──────── Entries shown ────────
//! Command implementations.

pub mod ask;
pub mod connect;
pub mod domains;
pub mod history;
pub mod import;
pub mod lists;
pub mod profile;
pub mod watch;

pub use self::ask::execute_ask;
pub use self::connect::{open_session, Session};
pub use self::domains::execute_domains;
pub use self::history::{execute_log, execute_versions, execute_worklogs};
pub use self::import::{execute_import, execute_template};
pub use self::lists::{
    execute_add, execute_create, execute_delete, execute_lists, execute_reset, execute_show,
    execute_update,
};
pub use self::profile::execute_profile;
pub use self::watch::execute_watch;

use crate::error::Result;
use std::io::{self, Write};

/// Ask a yes/no question on stdin; anything but "y" is a no.
pub(crate) fn confirm(prompt: &str) -> Result<bool> {
    print!("{} [y/N] ", prompt);
    io::stdout().flush()?;

    let mut response = String::new();
    io::stdin().read_line(&mut response)?;
    Ok(response.trim().eq_ignore_ascii_case("y"))
}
────────
- [Problem] Set down only the line containing "pub use self::ask::execute_ask;" and the lines after it through the end, exactly as they appear above.

- [Solution for this exercise]
pub use self::ask::execute_ask;
pub use self::connect::{open_session, Session};
pub use self::domains::execute_domains;
pub use self::history::{execute_log, execute_versions, execute_worklogs};
pub use self::import::{execute_import, execute_template};
pub use self::lists::{
    execute_add, execute_create, execute_delete, execute_lists, execute_reset, execute_show,
    execute_update,
};
pub use self::profile::execute_profile;
pub use self::watch::execute_watch;

use crate::error::Result;
use std::io::{self, Write};

/// Ask a yes/no question on stdin; anything but "y" is a no.
pub(crate) fn confirm(prompt: &str) -> Result<bool> {
    print!("{} [y/N] ", prompt);
    io::stdout().flush()?;

    let mut response = String::new();
    io::stdin().read_line(&mut response)?;
    Ok(response.trim().eq_ignore_ascii_case("y"))
}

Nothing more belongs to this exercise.